# php74 and mod_php74 problem with --enable-maintainer-zts



## tsk (Dec 20, 2021)

Hi,

I need php74 (-7.4.26) and mod_php74 (-7.4.26). I can compile php74 without problems but can not successfully compile mod_php74.
mod_php74 fails due to a configuration error about not being able to evaluate posix threads availability. I sent a problem report to the maintainer, but didn't get a response so far.

Somebody wrote that this may be fixed by setting a CONFIGURE_ENV+=pthreads_workin="yes" in the php74 Makefile.
That actually allows to compile, link and install mod_php74, but that leads to a problem with the php extensions for apache.
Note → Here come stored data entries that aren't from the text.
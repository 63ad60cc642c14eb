//! Content block data model
//!
//! Articles are ordered sequences of typed blocks. The editor stores them as
//! loose JSON records keyed by a `type` string, so the model here is a sum
//! type for the block kinds we render specially, with a raw fallback that
//! keeps unknown kinds intact for forward compatibility.

use serde::{Deserialize, Deserializer, Serialize, Serializer};
use serde_json::{Map, Value};

/// A block of an unmodeled kind: the `type` tag plus its untyped payload.
#[derive(Debug, Clone, PartialEq, Serialize, Deserialize)]
pub struct RawBlock {
    #[serde(rename = "type")]
    pub kind: String,
    #[serde(flatten)]
    pub fields: Map<String, Value>,
}

/// One editorial content unit.
///
/// Blocks have no identity beyond their position in the article; comparison
/// is full structural equality over the block value.
#[derive(Debug, Clone, PartialEq)]
pub enum ContentBlock {
    Paragraph {
        text: String,
    },
    Heading {
        heading: String,
    },
    Quote {
        text: String,
        attribution: Option<String>,
    },
    Image {
        url: String,
        caption: Option<String>,
    },
    Other(RawBlock),
}

impl ContentBlock {
    pub fn paragraph(text: impl Into<String>) -> Self {
        Self::Paragraph { text: text.into() }
    }

    pub fn heading(heading: impl Into<String>) -> Self {
        Self::Heading {
            heading: heading.into(),
        }
    }

    pub fn quote(text: impl Into<String>, attribution: Option<String>) -> Self {
        Self::Quote {
            text: text.into(),
            attribution,
        }
    }

    pub fn image(url: impl Into<String>, caption: Option<String>) -> Self {
        Self::Image {
            url: url.into(),
            caption,
        }
    }

    /// The `type` tag this block serializes under.
    pub fn kind(&self) -> &str {
        match self {
            Self::Paragraph { .. } => "paragraph",
            Self::Heading { .. } => "heading",
            Self::Quote { .. } => "quote",
            Self::Image { .. } => "image",
            Self::Other(raw) => &raw.kind,
        }
    }

    /// The textual payload used for word-level diffing, if the block has one.
    pub fn text(&self) -> Option<&str> {
        match self {
            Self::Paragraph { text } | Self::Quote { text, .. } => Some(text),
            Self::Other(raw) => raw.fields.get("text").and_then(Value::as_str),
            Self::Heading { .. } | Self::Image { .. } => None,
        }
    }

    /// Display text for the review UI: text, then heading, then a
    /// `[<type> block]` placeholder for blocks with no readable payload.
    pub fn display_label(&self) -> String {
        if let Some(text) = self.text()
            && !text.is_empty()
        {
            return text.to_string();
        }
        match self {
            Self::Heading { heading } if !heading.is_empty() => heading.clone(),
            _ => format!("[{} block]", self.kind()),
        }
    }

    fn to_raw(&self) -> RawBlock {
        let mut fields = Map::new();
        let kind = match self {
            Self::Paragraph { text } => {
                fields.insert("text".into(), Value::String(text.clone()));
                "paragraph"
            }
            Self::Heading { heading } => {
                fields.insert("heading".into(), Value::String(heading.clone()));
                "heading"
            }
            Self::Quote { text, attribution } => {
                fields.insert("text".into(), Value::String(text.clone()));
                if let Some(attribution) = attribution {
                    fields.insert("attribution".into(), Value::String(attribution.clone()));
                }
                "quote"
            }
            Self::Image { url, caption } => {
                fields.insert("url".into(), Value::String(url.clone()));
                if let Some(caption) = caption {
                    fields.insert("caption".into(), Value::String(caption.clone()));
                }
                "image"
            }
            Self::Other(raw) => return raw.clone(),
        };
        RawBlock {
            kind: kind.to_string(),
            fields,
        }
    }
}

/// Promote a raw record to a typed variant when the payload matches the
/// variant's schema exactly. Records with missing or extra fields stay raw so
/// that equality keeps seeing the full payload.
impl From<RawBlock> for ContentBlock {
    fn from(raw: RawBlock) -> Self {
        let mut fields = raw.fields.clone();
        let promoted = match raw.kind.as_str() {
            "paragraph" => take_string(&mut fields, "text")
                .map(|text| ContentBlock::Paragraph { text }),
            "heading" => take_string(&mut fields, "heading")
                .map(|heading| ContentBlock::Heading { heading }),
            "quote" => {
                let attribution = take_string(&mut fields, "attribution");
                take_string(&mut fields, "text")
                    .map(|text| ContentBlock::Quote { text, attribution })
            }
            "image" => {
                let caption = take_string(&mut fields, "caption");
                take_string(&mut fields, "url")
                    .map(|url| ContentBlock::Image { url, caption })
            }
            _ => None,
        };
        match promoted {
            Some(block) if fields.is_empty() => block,
            _ => ContentBlock::Other(raw),
        }
    }
}

fn take_string(fields: &mut Map<String, Value>, key: &str) -> Option<String> {
    match fields.remove(key)? {
        Value::String(s) => Some(s),
        other => {
            // Put non-string values back so the raw fallback keeps them.
            fields.insert(key.to_string(), other);
            None
        }
    }
}

impl Serialize for ContentBlock {
    fn serialize<S: Serializer>(&self, serializer: S) -> Result<S::Ok, S::Error> {
        self.to_raw().serialize(serializer)
    }
}

impl<'de> Deserialize<'de> for ContentBlock {
    fn deserialize<D: Deserializer<'de>>(deserializer: D) -> Result<Self, D::Error> {
        Ok(RawBlock::deserialize(deserializer)?.into())
    }
}
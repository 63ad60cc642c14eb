use super::types::DiffEntry;
use similar::{ChangeTag, TextDiff};

#[derive(Debug, Default, Clone, Copy, PartialEq, Eq)]
pub struct DiffStats {
    pub added_chars: usize,
    pub removed_chars: usize,
}

/// Character-level change totals for the `+N -M` badge shown next to a
/// revision in the list. Counts chars, not bytes, so CJK copy counts right.
pub fn character_stats(entries: &[DiffEntry]) -> DiffStats {
    let mut stats = DiffStats::default();

    for entry in entries {
        match entry {
            DiffEntry::Modified {
                old_block,
                new_block,
                ..
            } => {
                let diff = TextDiff::from_chars(
                    old_block.text().unwrap_or(""),
                    new_block.text().unwrap_or(""),
                );
                for change in diff.iter_all_changes() {
                    match change.tag() {
                        ChangeTag::Insert => {
                            stats.added_chars += change.value().chars().count()
                        }
                        ChangeTag::Delete => {
                            stats.removed_chars += change.value().chars().count()
                        }
                        ChangeTag::Equal => {}
                    }
                }
            }
            DiffEntry::Added { new_block, .. } => {
                stats.added_chars += new_block.text().unwrap_or("").chars().count();
            }
            DiffEntry::Removed { old_block, .. } => {
                stats.removed_chars += old_block.text().unwrap_or("").chars().count();
            }
            DiffEntry::Unchanged { .. } => {}
        }
    }
    stats
}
Apache shows errors that it cannot load dynamic libraries like xmlreader.so - many of them - from a path /usr/local/lib/php/20190902-zts/...
On the machine there is not such a directory but one /usr/local/lib/php/20190902 without the trailing "-zts".
In the directory /usr/local/lib/php/20190902 I can find all the php extensions apache complaints about not to be able to read.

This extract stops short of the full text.